Thursday, April 3, 2014

Rear View Cameras

By 2018 all new cars must have rear view cameras, for safety.  Eric Peters notes this is due to cars being less safe, due to safety requirements.  Funny that.

But those putative reasons are sheer nonsense.  this is how it works:  a camera vendor kicks into a  campaign, and the regulators push through new requirements for the campaign contributors products.  Ka-ching.  When you have a system of State Owned Enterprises, as we do in USA, this is how things work.

Safety margins get spent.  ABS gave people a sense of security that offered them the opportunity to take more risks.  Result, zero safety improvement.

Should we just let people run over kids?  No, how about people learn how to drive?  You want to avoid running over kids?  Kids play in driveways.  A car parked nose in the garage goes unnoticed as it just sits there.  someone eventually gets in, backs up on unsuspecting Susie, and disaster.

When you show up arriving at the house, everyone sees something new on the scene, a car just showed up, even little Susie is cautious about this new element on the scene.  She runs to the sidewalk.

Now, if you know how to drive a car, you BACK into the garage, so it is facing out.  You back in when everyone is ever so alert.  And then too, the trunk loaded with groceries is facing the communicating door to the house.

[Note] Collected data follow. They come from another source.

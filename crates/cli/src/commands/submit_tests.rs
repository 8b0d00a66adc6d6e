// SPDX-License-Identifier: BUSL-1.1
// Copyright (c) 2026 Alfred Jean LLC

use super::*;
use yare::parameterized;

fn common(target: &str) -> SubmitCommon {
    SubmitCommon {
        target: target.to_string(),
        timeout: None,
        priority: None,
        platforms: vec![],
        route: None,
        country: None,
        manual: false,
    }
}

#[parameterized(
    simple = { "windows/10", "windows", "10" },
    dotted = { "linux/22.04", "linux", "22.04" },
)]
fn platform_parsing(raw: &str, platform: &str, os_version: &str) {
    let parsed = parse_platform(raw).unwrap();
    assert_eq!(parsed.platform, platform);
    assert_eq!(parsed.os_version, os_version);
}

#[test]
fn malformed_platform_is_rejected() {
    assert!(parse_platform("windows10").is_err());
}

#[test]
fn settings_assemble_from_flags() {
    let mut c = common("sample.exe");
    c.timeout = Some(60);
    c.priority = Some(5);
    c.platforms = vec!["windows/10".to_string(), "windows/7".to_string()];
    c.route = Some("vpn".to_string());
    c.country = Some("ee".to_string());
    c.manual = true;

    let settings = build_settings(&c).unwrap();
    assert_eq!(settings.timeout, 60);
    assert_eq!(settings.priority, 5);
    assert_eq!(settings.platforms.len(), 2);
    assert_eq!(settings.route.kind, RouteKind::Vpn);
    assert_eq!(settings.route.country.as_deref(), Some("ee"));
    assert!(settings.manual);
}

#[test]
fn unknown_route_is_rejected() {
    let mut c = common("sample.exe");
    c.route = Some("tor".to_string());
    let err = build_settings(&c).unwrap_err();
    assert!(err.to_string().contains("unknown route"));
}

#[test]
fn defaults_apply_when_flags_are_absent() {
    let settings = build_settings(&common("sample.exe")).unwrap();
    assert_eq!(settings.timeout, Settings::default().timeout);
    assert_eq!(settings.priority, 1);
    assert!(settings.platforms.is_empty());
    assert_eq!(settings.route.kind, RouteKind::None);
}

#[test]
fn end_to_end_file_submission_into_a_cwd() {
    let dir = tempfile::tempdir().unwrap();
    let cwd_path = dir.path().join("cwd");
    crate::commands::createcwd::run(
        None,
        crate::commands::createcwd::CreatecwdArgs {
            path: Some(cwd_path.clone()),
            regen_configs: false,
        },
    )
    .unwrap();

    let sample = dir.path().join("sample.exe");
    std::fs::write(&sample, vec![b'M'; 200]).unwrap();

    run(
        Some(cwd_path.clone()),
        SubmitArgs {
            target: SubmitTarget::File(common(sample.to_str().unwrap())),
        },
    )
    .unwrap();

    // Exactly one untracked sentinel exists.
    let markers: Vec<_> = std::fs::read_dir(cwd_path.join("storage/untracked"))
        .unwrap()
        .collect();
    assert_eq!(markers.len(), 1);
}
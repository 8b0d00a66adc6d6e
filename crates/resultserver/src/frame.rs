// SPDX-License-Identifier: BUSL-1.1
// Copyright (c) 2026 Alfred Jean LLC

//! Bit-exact wire format of the result protocol.
//!
//! Connection header: `<magic:u32 BE> <task_id_len:u16 BE> <task_id>`.
//! Then repeated frames: `<kind:u8> <length:u32 BE> <payload>`.

use cuckoo_core::TaskId;
use thiserror::Error;
use tokio::io::{AsyncRead, AsyncReadExt};

/// Protocol magic, big-endian on the wire.
pub const MAGIC: u32 = 0xC0CC_003A;

/// Hard cap on a single frame's payload (64 MiB).
pub const MAX_FRAME_LEN: u32 = 64 * 1024 * 1024;

/// Longest task id the header may carry.
pub const MAX_TASK_ID_LEN: u16 = 64;

#[derive(Debug, Error)]
pub enum FrameError {
    #[error("IO error: {0}")]
    Io(#[from] std::io::Error),
    #[error("bad magic {0:#010x}")]
    BadMagic(u32),
    #[error("task id of {0} bytes exceeds the maximum of {MAX_TASK_ID_LEN}")]
    TaskIdTooLong(u16),
    #[error("task id is not ASCII")]
    TaskIdNotAscii,
    #[error("unknown stream kind {0:#04x}")]
    UnknownKind(u8),
    #[error("frame of {got} bytes exceeds the maximum of {max}")]
    FrameTooLarge { got: u32, max: u32 },
    #[error("peer closed mid-frame")]
    Truncated,
}

/// Stream kinds a guest may upload.
#[derive(Debug, Clone, Copy, PartialEq, Eq, Hash, PartialOrd, Ord)]
pub enum StreamKind {
    Log,
    Screenshot,
    Netdump,
    File,
    Tty,
    Done,
}

impl StreamKind {
    pub fn from_wire(byte: u8) -> Result<Self, FrameError> {
        match byte {
            0x01 => Ok(StreamKind::Log),
            0x02 => Ok(StreamKind::Screenshot),
            0x03 => Ok(StreamKind::Netdump),
            0x04 => Ok(StreamKind::File),
            0x05 => Ok(StreamKind::Tty),
            0xFF => Ok(StreamKind::Done),
            other => Err(FrameError::UnknownKind(other)),
        }
    }

    pub fn to_wire(self) -> u8 {
        match self {
            StreamKind::Log => 0x01,
            StreamKind::Screenshot => 0x02,
            StreamKind::Netdump => 0x03,
            StreamKind::File => 0x04,
            StreamKind::Tty => 0x05,
            StreamKind::Done => 0xFF,
        }
    }

    /// Append streams share one growing file; the others get a numbered
    /// file per frame.
    pub fn is_append(self) -> bool {
        matches!(self, StreamKind::Log | StreamKind::Tty | StreamKind::Netdump)
    }

    /// Destination inside the task directory for append streams.
    pub fn append_filename(self) -> Option<&'static str> {
        match self {
            StreamKind::Log => Some("log.txt"),
            StreamKind::Tty => Some("tty.txt"),
            StreamKind::Netdump => Some("network.pcap"),
            _ => None,
        }
    }

    /// Directory and extension for numbered per-frame streams.
    pub fn numbered_dir(self) -> Option<(&'static str, &'static str)> {
        match self {
            StreamKind::Screenshot => Some(("screenshots", "jpg")),
            StreamKind::File => Some(("files", "bin")),
            _ => None,
        }
    }
}

impl std::fmt::Display for StreamKind {
    fn fmt(&self, f: &mut std::fmt::Formatter<'_>) -> std::fmt::Result {
        let s = match self {
            StreamKind::Log => "log",
            StreamKind::Screenshot => "screenshot",
            StreamKind::Netdump => "netdump",
            StreamKind::File => "file",
            StreamKind::Tty => "tty",
            StreamKind::Done => "done",
        };
        write!(f, "{s}")
    }
}

/// Decoded connection header.
#[derive(Debug, Clone, PartialEq, Eq)]
pub struct Header {
    pub task_id: TaskId,
}

/// One decoded frame.
#[derive(Debug, Clone, PartialEq, Eq)]
pub struct Frame {
    pub kind: StreamKind,
    pub payload: Vec<u8>,
}

/// Read and validate the connection header.
pub async fn read_header<R: AsyncRead + Unpin>(reader: &mut R) -> Result<Header, FrameError> {
    let magic = reader.read_u32().await.map_err(eof_as_truncated)?;
    if magic != MAGIC {
        return Err(FrameError::BadMagic(magic));
    }

    let id_len = reader.read_u16().await.map_err(eof_as_truncated)?;
    if id_len > MAX_TASK_ID_LEN {
        return Err(FrameError::TaskIdTooLong(id_len));
    }

    let mut id_bytes = vec![0u8; id_len as usize];
    reader
        .read_exact(&mut id_bytes)
        .await
        .map_err(eof_as_truncated)?;
    if !id_bytes.is_ascii() {
        return Err(FrameError::TaskIdNotAscii);
    }
    let task_id = String::from_utf8(id_bytes).map_err(|_| FrameError::TaskIdNotAscii)?;

    Ok(Header {
        task_id: TaskId::new(task_id),
    })
}

/// Read the next frame. `Ok(None)` on clean EOF at a frame boundary.
/// Length is validated against `max_len` before any payload is read.
pub async fn read_frame<R: AsyncRead + Unpin>(
    reader: &mut R,
    max_len: u32,
) -> Result<Option<Frame>, FrameError> {
    let kind_byte = match reader.read_u8().await {
        Ok(byte) => byte,
        Err(e) if e.kind() == std::io::ErrorKind::UnexpectedEof => return Ok(None),
        Err(e) => return Err(e.into()),
    };
    let kind = StreamKind::from_wire(kind_byte)?;

    let len = reader.read_u32().await.map_err(eof_as_truncated)?;
    if len > max_len {
        return Err(FrameError::FrameTooLarge { got: len, max: max_len });
    }

    let mut payload = vec![0u8; len as usize];
    reader
        .read_exact(&mut payload)
        .await
        .map_err(eof_as_truncated)?;

    Ok(Some(Frame { kind, payload }))
}

/// Encode a header (guests and tests).
pub fn encode_header(task_id: &TaskId) -> Vec<u8> {
    let id = task_id.as_str().as_bytes();
    let mut out = Vec::with_capacity(6 + id.len());
    out.extend_from_slice(&MAGIC.to_be_bytes());
    out.extend_from_slice(&(id.len() as u16).to_be_bytes());
    out.extend_from_slice(id);
    out
}

/// Encode one frame (guests and tests).
pub fn encode_frame(kind: StreamKind, payload: &[u8]) -> Vec<u8> {
    let mut out = Vec::with_capacity(5 + payload.len());
    out.push(kind.to_wire());
    out.extend_from_slice(&(payload.len() as u32).to_be_bytes());
    out.extend_from_slice(payload);
    out
}

fn eof_as_truncated(e: std::io::Error) -> FrameError {
    if e.kind() == std::io::ErrorKind::UnexpectedEof {
        FrameError::Truncated
    } else {
        FrameError::Io(e)
    }
}

#[cfg(test)]
#[path = "frame_tests.rs"]
mod tests;
// SPDX-License-Identifier: BUSL-1.1
// Copyright (c) 2026 Alfred Jean LLC

use super::*;
use yare::parameterized;

#[test]
fn pipeline_order_is_monotonic() {
    use AnalysisState::*;
    assert!(Untracked.can_transition(PendingIdentification));
    assert!(PendingIdentification.can_transition(PendingPre));
    assert!(PendingIdentification.can_transition(WaitingManual));
    assert!(WaitingManual.can_transition(PendingPre));
    assert!(PendingPre.can_transition(TasksPending));
    assert!(TasksPending.can_transition(Finished));

    // No going backwards.
    assert!(!PendingPre.can_transition(PendingIdentification));
    assert!(!TasksPending.can_transition(PendingPre));
}

#[parameterized(
    untracked = { AnalysisState::Untracked },
    identification = { AnalysisState::PendingIdentification },
    manual = { AnalysisState::WaitingManual },
    pre = { AnalysisState::PendingPre },
    tasks = { AnalysisState::TasksPending },
)]
fn any_live_state_may_regress_to_fatal(state: AnalysisState) {
    assert!(state.can_transition(AnalysisState::FatalError));
}

#[test]
fn terminal_states_do_not_transition() {
    assert!(!AnalysisState::Finished.can_transition(AnalysisState::FatalError));
    assert!(!AnalysisState::FatalError.can_transition(AnalysisState::Finished));
}

#[test]
fn new_analysis_is_untracked() {
    let a = crate::test_support::analysis("20260801-A1B2C3");
    assert_eq!(a.state, AnalysisState::Untracked);
    assert_eq!(a.category(), Category::File);
    assert!(a.task_ids.is_empty());
}

#[test]
fn record_fault_lands_in_errors_map() {
    let mut a = crate::test_support::analysis("20260801-A1B2C3");
    a.record_fault(
        "identification",
        &Fault::new(crate::fault::ErrorKind::StageTimeout, "killed after 30s"),
    );
    assert_eq!(a.errors["identification"], vec!["stage_timeout: killed after 30s"]);
}

#[test]
fn target_serde_tags_by_category() {
    let url = TargetDescriptor::Url {
        url: "http://example.com".to_string(),
    };
    let json = serde_json::to_value(&url).unwrap();
    assert_eq!(json["category"], "url");

    let a = crate::test_support::analysis("20260801-A1B2C3");
    let json = serde_json::to_value(&a.target).unwrap();
    assert_eq!(json["category"], "file");
    assert_eq!(json["size"], 4096);
}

Ands when you are leaving, you are facing out with a clear forward view.

We do not need another $500 safety margin that will get spent.  We simply need insurance companies stating what accidents they will cover, and will not, such as not cover drivers who are backing out of their driveway.

Problem solved.

We don't need regulators, we need free market insurance companies, something we lost about 60 years ago.

Feel free to forward this by email to three of your friends.


2 comments:

Anonymous said...

See:

http://rt.com/news/ebola-virus-outbreak-guinea-941/

Regarding gov. regulations, FDA, patents, big business, - all of this stuff run amok can lead to death. Here is an interesting comment on an article on the ebola outbreak in Africa (I don't know if it's true or not, though - So there is a cure for ebola?):

"Ebola is a viral hemorrhagic fever, scurvy is also a hemorrhagic fever characterised by low or non existent concentrations of vitamin C in the blood. Check Vitamin C concentration in blood , I bet it is almost 0, normal is 0.4 - 1.5 mg/dl. Cure: dose with sodium ascorbate by injection at a rate of 180 grams per 24 hours. Survival rate will be high. Woops, wait a minute Vitamin C is non-patentable , very low profits for the drug companies so we had better try something else. Strange how laymen know the cure but the doctors don't."

Anonymous said...

The last comment makes me wonder about all of the other medical therapies that actually work to cure diseases, but are kept hidden, intentionally or maybe not, just because some big drug company can't make money off of it. Very sad and disturbing.